Mercredi des Cendres Mt 6,1-6.16-18

Déchirez vos cœurs, et non pas vos vêtements. L'acte de déchirer revient à ouvrir une brèche, à laisser passer le vide dans ce qui est fermé et clos. Et cela se fait souvent d'une manière violente, avec un couteau ou un outil tranchant. Pour déchirer un tissu qui résiste, il faut - si l'on n'a pas de ciseaux sous la main - utiliser nos propres « canines », nos dents de chiens ! D'autres tissus, par contre, sont tellement usés qu'ils se déchirent très facilement. Quand vous les regardez à la lumière, vous voyez qu'ils sont quasiment transparents. Ils se défont tout seuls, sans même avoir besoin de ciseaux ou de canines… Il en va de même pour nos cœurs. Quand ils sont abîmés par le temps et les épreuves, ils ressemblent au cœur de Dieu, tendre et miséricordieux, lent à la colère et plein d'amour.

Déchirer son vêtement, dans le peuple d'Israël, revient à prendre le deuil, à mourir. Mais cela doit se faire de l'intérieur, d'abord dans le cœur. Séparer quelque chose qui est uni, ça fait toujours mal, c'est crucifiant. Le rideau du Temple se déchire quand Jésus meurt sur la croix. Seul Dieu, en son Fils, est capable de mourir, de prendre le deuil, de se laisser user par le temps. Les hommes, eux, veulent garder leur petit bout de vie, ils s'y accrochent comme ils peuvent. Mais vient le jour où le tissu est trop vieux. Tout se déchire un jour ou l'autre pour chacun de nous. Alors, pourquoi ne pas commencer à déjà mourir, apprendre à nous laisser user, râper par la vie, à nous laisser séparer en notre cœur, à devenir cendres et poussière ?

Que ta main gauche ignore ce que fait ta main droite. Nos deux mains, afin d'être véritablement unies pour la prière, doivent apprendre à vivre et à agir de manière séparée quand elles pratiquent l'aumône. Elles doivent aussi laisser un espace vide entre elles, afin de pouvoir se retrouver en Dieu. Le péché nous donne l'illusion de l'unité, de la plénitude. En réalité, il nous divise de l'intérieur. Au contraire, la séparation à laquelle Dieu nous invite est créatrice d'une véritable unité. Au commencement, Dieu crée en séparant, en mettant une limite. Si nous apprenons à mettre nous aussi cette limite, cette séparation dans nos vies, alors nous agirons comme Dieu. Notre cœur pourra s'ouvrir comme le sien à ceux qui nous entourent. Il pourra être lent à la colère et plein d'amour.

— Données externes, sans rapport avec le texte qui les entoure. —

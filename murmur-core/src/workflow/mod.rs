//! Fixed-order message pipeline with pluggable observation hooks
//!
//! Every inbound event runs through **Adapter → Router → Engagement →
//! Context → Agent**. Adapter, Router and Agent are external collaborators
//! behind narrow traits; Engagement and Context are the core components.
//! Registered [`WorkflowHook`]s observe each stage transition.
//!
//! # Example
//!
//! ```rust,no_run
//! use async_trait::async_trait;
//! use murmur_core::config::MurmurConfig;
//! use murmur_core::error::Result;
//! use murmur_core::workflow::{Agent, AgentReply, AgentRequest, Orchestrator};
//! use std::sync::Arc;
//!
//! struct Echo;
//!
//! #[async_trait]
//! impl Agent for Echo {
//!     async fn respond(&self, request: &AgentRequest) -> Result<AgentReply> {
//!         Ok(AgentReply::reply(format!("you said: {}", request.message.content)))
//!     }
//! }
//!
//! # async fn demo() -> Result<()> {
//! let orchestrator = Orchestrator::from_config(&MurmurConfig::load()?, Arc::new(Echo)).await?;
//! let reply = orchestrator
//!     .process("hello", true, "qq_group", Some("42"))
//!     .await;
//! # Ok(())
//! # }
//! ```

mod hooks;
mod orchestrator;
mod ports;

pub use hooks::{HookRegistry, LoggingHook, WorkflowEvent, WorkflowHook};
pub use orchestrator::{Orchestrator, OrchestratorBuilder};
pub use ports::{
    Agent, AgentReply, AgentRequest, DefaultRouter, InboundEvent, Normalized, ReplyMode, Router,
    StructuredCommand,
};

La séparation de la main gauche et de la main droite nous met dans une sage ignorance. Nous ne savons pas que nous avons exercé la charité. Heureusement. C'est le secret de Dieu. Lui-même, Dieu, ne sait pas quand il fait le bien. Il ne cherche rien. Il se donne, tout simplement, et ne se regarde jamais. Le Père ne tire pas sa récompense. A son image, nous devrions donner dans la joie, avec la senteur d'un parfum !

Si la joie nous paraît étrangère, c'est peut-être parce que le péché nous a divisé, en nous faisant croire que la vie était synonyme de plaisir continu. Au contraire, en acceptant l'épreuve du désert - la séparation entre le lieu connu (l'Egypte) et celui encore inconnu (la Terre Promise) -, nous serons réconciliés avec nous-mêmes, avec notre prochain et avec Dieu. Prions le Christ, qui a ouvert et séparé sa vie pour nous comme une hostie, de nous arracher au péché qui divise, et de nous aider à nous retirer dans la pièce de notre cœur qui est le lieu de Dieu, son Père et notre Père. Amen.